:: Exercise goal ::
Please state the number of lines in the listing that contain the word "EmbeddingConfig", and nothing else.

(Material shown begins)

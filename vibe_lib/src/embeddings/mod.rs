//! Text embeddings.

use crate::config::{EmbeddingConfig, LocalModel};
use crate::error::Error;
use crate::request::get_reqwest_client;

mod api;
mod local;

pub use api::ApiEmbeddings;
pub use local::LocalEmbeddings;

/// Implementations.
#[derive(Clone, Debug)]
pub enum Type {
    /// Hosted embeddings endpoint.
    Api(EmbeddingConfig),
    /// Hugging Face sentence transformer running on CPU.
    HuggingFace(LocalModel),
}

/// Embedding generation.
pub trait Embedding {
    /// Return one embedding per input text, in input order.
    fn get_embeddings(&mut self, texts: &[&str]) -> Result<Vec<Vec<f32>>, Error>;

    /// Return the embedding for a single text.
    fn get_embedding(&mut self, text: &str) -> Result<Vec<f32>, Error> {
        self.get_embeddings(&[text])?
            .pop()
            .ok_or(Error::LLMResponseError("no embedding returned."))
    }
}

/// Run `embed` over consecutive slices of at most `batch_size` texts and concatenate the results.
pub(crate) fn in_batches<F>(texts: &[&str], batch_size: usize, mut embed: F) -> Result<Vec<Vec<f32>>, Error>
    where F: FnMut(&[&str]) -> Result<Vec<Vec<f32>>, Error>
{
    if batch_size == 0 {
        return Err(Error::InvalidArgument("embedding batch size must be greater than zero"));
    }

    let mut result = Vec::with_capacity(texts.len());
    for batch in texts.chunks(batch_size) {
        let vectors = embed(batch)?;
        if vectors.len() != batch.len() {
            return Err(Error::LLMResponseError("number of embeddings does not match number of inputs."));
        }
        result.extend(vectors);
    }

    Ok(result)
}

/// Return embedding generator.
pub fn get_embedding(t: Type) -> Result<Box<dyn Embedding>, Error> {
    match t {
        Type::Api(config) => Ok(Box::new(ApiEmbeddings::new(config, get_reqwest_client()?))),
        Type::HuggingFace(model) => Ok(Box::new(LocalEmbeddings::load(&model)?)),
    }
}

(Material shown ends)

:: Response below ::
2